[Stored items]
//! Event emission
//!
//! A [`Courier`] ties an exchange, a producer identity and a channel pool
//! together. Each [`Emitter`] it hands out sends one kind of event:
//!
//! ```text
//! send ─▶ build envelope ─▶ resolve delay ─▶ declare delay queue? ─▶ publish / route
//!                                                                      │
//!                                      listeners ◀─ yield ◀─ finish span
//! ```
//!
//! A send is a single attempt. Failures propagate to the caller unchanged
//! after the channel that saw them has been destroyed.

mod event;
mod listeners;

use std::future::Future;
use std::sync::Arc;

use chrono::Utc;
use parking_lot::RwLock;
use serde::Serialize;
use tracing::{debug, info, warn};

use crate::broker::BrokerChannel;
use crate::config::CourierConfig;
use crate::context;
use crate::delay::{DelayKind, DelayQueueDescriptor, DelayResolver};
use crate::envelope::{CallSite, Envelope, EnvelopeBuilder};
use crate::observability::{metric_names, MetricsCollector, Span, Tracer, W3cTracer};
use crate::options::{EmissionOptions, OptionsInput};
use crate::pool::{with_resource, ChannelPool};
use crate::{CourierError, Result};

pub use event::{Flow, SentEvent};
pub use listeners::Listeners;

/// Local notification fired after every successful send
pub const SENT: &str = "sent";

/// Entry point: one exchange, one producer identity, one pool
pub struct Courier<P: ChannelPool> {
    exchange: String,
    app_id: String,
    pool: Arc<P>,
    tracer: Arc<dyn Tracer>,
    metrics: Arc<MetricsCollector>,
}

impl<P: ChannelPool> Clone for Courier<P> {
    fn clone(&self) -> Self {
        Self {
            exchange: self.exchange.clone(),
            app_id: self.app_id.clone(),
            pool: Arc::clone(&self.pool),
            tracer: Arc::clone(&self.tracer),
            metrics: Arc::clone(&self.metrics),
        }
    }
}

impl<P: ChannelPool> Courier<P> {
    pub fn new(config: &CourierConfig, pool: P) -> Result<Self> {
        config
            .validate()
            .map_err(|e| CourierError::Config(e.to_string()))?;

        info!(
            exchange = %config.exchange,
            app_id = %config.app_id,
            "Courier initialized"
        );

        Ok(Self {
            exchange: config.exchange.clone(),
            app_id: config.app_id.clone(),
            pool: Arc::new(pool),
            tracer: Arc::new(W3cTracer),
            metrics: Arc::new(MetricsCollector::new()),
        })
    }

    pub fn with_tracer(mut self, tracer: Arc<dyn Tracer>) -> Self {
        self.tracer = tracer;
        self
    }

    pub fn with_metrics(mut self, metrics: Arc<MetricsCollector>) -> Self {
        self.metrics = metrics;
        self
    }

    /// Emitter for the event described by `input`
    pub fn emitter(&self, input: impl Into<OptionsInput>) -> Result<Emitter<P>> {
        let defaults = input.into().into_options();
        defaults.validate()?;

        Ok(Emitter {
            courier: self.clone(),
            defaults: RwLock::new(defaults),
            listeners: Listeners::new(),
        })
    }

    pub fn exchange(&self) -> &str {
        &self.exchange
    }

    pub fn app_id(&self) -> &str {
        &self.app_id
    }

    pub fn pool(&self) -> &P {
        &self.pool
    }

    pub fn metrics(&self) -> &MetricsCollector {
        &self.metrics
    }
}

/// Sends one kind of event
pub struct Emitter<P: ChannelPool> {
    courier: Courier<P>,
    defaults: RwLock<EmissionOptions>,
    listeners: Listeners,
}

impl<P: ChannelPool> Emitter<P> {
    /// Change the default options; later sends use the merged result
    pub fn options(&self, input: impl Into<OptionsInput>) -> Result<EmissionOptions> {
        let mut defaults = self.defaults.write();
        let updated = match input.into() {
            OptionsInput::Event(event) => EmissionOptions {
                event,
                ..defaults.clone()
            },
            OptionsInput::Options(options) => defaults.merge(&options),
        };
        updated.validate()?;

        *defaults = updated.clone();
        Ok(updated)
    }

    pub fn current_options(&self) -> EmissionOptions {
        self.defaults.read().clone()
    }

    /// Register an in-process listener, e.g. for [`SENT`]
    pub fn on<F>(&self, name: &str, handler: F)
    where
        F: Fn(&SentEvent) + Send + Sync + 'static,
    {
        self.listeners.on(name, handler);
    }

    /// Send `payload`, with `overrides` applied over the emitter's defaults
    ///
    /// The caller's location and the options in effect are captured when this
    /// is called, not when the returned future first runs.
    #[track_caller]
    pub fn send<'a, T>(
        &'a self,
        payload: &'a T,
        overrides: Option<EmissionOptions>,
    ) -> impl Future<Output = Result<SentEvent>> + 'a
    where
        T: Serialize + Sync + ?Sized,
    {
        let call_site = CallSite::capture();
        let options = match &overrides {
            Some(overrides) => self.defaults.read().merge(overrides),
            None => self.defaults.read().clone(),
        };

        context::ensure(self.dispatch(payload, options, call_site))
    }

    async fn dispatch<T>(
        &self,
        payload: &T,
        options: EmissionOptions,
        call_site: CallSite,
    ) -> Result<SentEvent>
    where
        T: Serialize + Sync + ?Sized,
    {
        let courier = &self.courier;
        let metrics = courier.metrics.as_ref();
        let now = Utc::now();

        options.validate().map_err(|e| self.failed(&options.event, e))?;
        let builder = EnvelopeBuilder::new(
            &courier.exchange,
            &courier.app_id,
            courier.tracer.as_ref(),
            metrics,
        );
        let (envelope, span) = builder
            .build(payload, &options, call_site, now)
            .map_err(|e| self.failed(&options.event, e))?;

        let resolver = DelayResolver::new(&courier.exchange);
        let descriptor = match resolver.resolve(&options, now) {
            Ok(descriptor) => descriptor,
            Err(e) => return Err(self.abort(span, &options.event, e)),
        };
        if let Some(descriptor) = &descriptor {
            if let Err(e) = resolver.declare(courier.pool.as_ref(), descriptor, metrics).await {
                return Err(self.abort(span, &options.event, e));
            }
        }

        let envelope = match self.route(envelope, descriptor.as_ref()).await {
            Ok(envelope) => envelope,
            Err(e) => return Err(self.abort(span, &options.event, e)),
        };
        let origin = context::current().map_or(true, |ctx| ctx.is_origin());
        span.finish();

        // Let other queued work run between rapid-fire sends
        tokio::task::yield_now().await;

        let sent = SentEvent::from_envelope(&envelope, descriptor.as_ref(), origin);
        self.record_success(&sent, descriptor.as_ref());
        self.listeners.emit(SENT, &sent);

        Ok(sent)
    }

    /// Publish to the exchange, or park in the delay queue
    async fn route(
        &self,
        envelope: Envelope,
        descriptor: Option<&DelayQueueDescriptor>,
    ) -> Result<Envelope> {
        let exchange = self.courier.exchange.clone();
        let (envelope, queue) = match descriptor {
            Some(descriptor) => (
                envelope.deferred(descriptor),
                Some(descriptor.queue_name.clone()),
            ),
            None => (envelope, None),
        };

        with_resource(self.courier.pool.as_ref(), move |channel| {
            Box::pin(async move {
                match &queue {
                    Some(queue) => {
                        channel
                            .send_to_queue(queue, &envelope.body, &envelope.properties)
                            .await?
                    }
                    None => {
                        let Envelope { event, body, properties, .. } = &envelope;
                        channel.publish(&exchange, event, body, properties).await?
                    }
                }
                Ok(envelope)
            })
        })
        .await
    }

    fn record_success(&self, sent: &SentEvent, descriptor: Option<&DelayQueueDescriptor>) {
        let metrics = &self.courier.metrics;
        let event = sent.event_type.as_str();
        metrics.increment_event_counter(metric_names::MESSAGES_SENT_TOTAL, event, 1);
        match descriptor.map(|d| d.kind) {
            Some(DelayKind::Delay { .. }) => {
                metrics.increment_event_counter(metric_names::MESSAGES_DELAYED_TOTAL, event, 1)
            }
            Some(DelayKind::Schedule { .. }) => {
                metrics.increment_event_counter(metric_names::MESSAGES_SCHEDULED_TOTAL, event, 1)
            }
            None => {}
        }
        self.refresh_pool_gauges();

        debug!(
            event = %sent.event_type,
            message_id = %sent.event_id,
            queue = ?descriptor.map(|d| d.queue_name.as_str()),
            "Event sent"
        );
    }

    /// Close the span as failed and record the failure
    fn abort(&self, mut span: Span, event: &str, error: CourierError) -> CourierError {
        span.set_error(&error);
        span.finish();
        self.failed(event, error)
    }

    fn failed(&self, event: &str, error: CourierError) -> CourierError {
        warn!(event = %event, error = %error, "Failed to send event");
        self.courier
            .metrics
            .increment_event_counter(metric_names::SEND_FAILURES_TOTAL, event, 1);
        self.refresh_pool_gauges();
        error
    }

    fn refresh_pool_gauges(&self) {
        let stats = self.courier.pool.stats();
        let metrics = &self.courier.metrics;
        metrics.set_gauge(metric_names::POOL_CHANNELS_IN_USE, stats.in_use as u64);
        metrics.set_gauge(metric_names::POOL_CHANNELS_IDLE, stats.idle as u64);
    }
}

Brief —
For the word "MetricsCollector", find every line in the data that holds it and copy that line.

Result —
use crate::observability::{metric_names, MetricsCollector, Span, Tracer, W3cTracer};
    metrics: Arc<MetricsCollector>,
            metrics: Arc::new(MetricsCollector::new()),
    pub fn with_metrics(mut self, metrics: Arc<MetricsCollector>) -> Self {
    pub fn metrics(&self) -> &MetricsCollector {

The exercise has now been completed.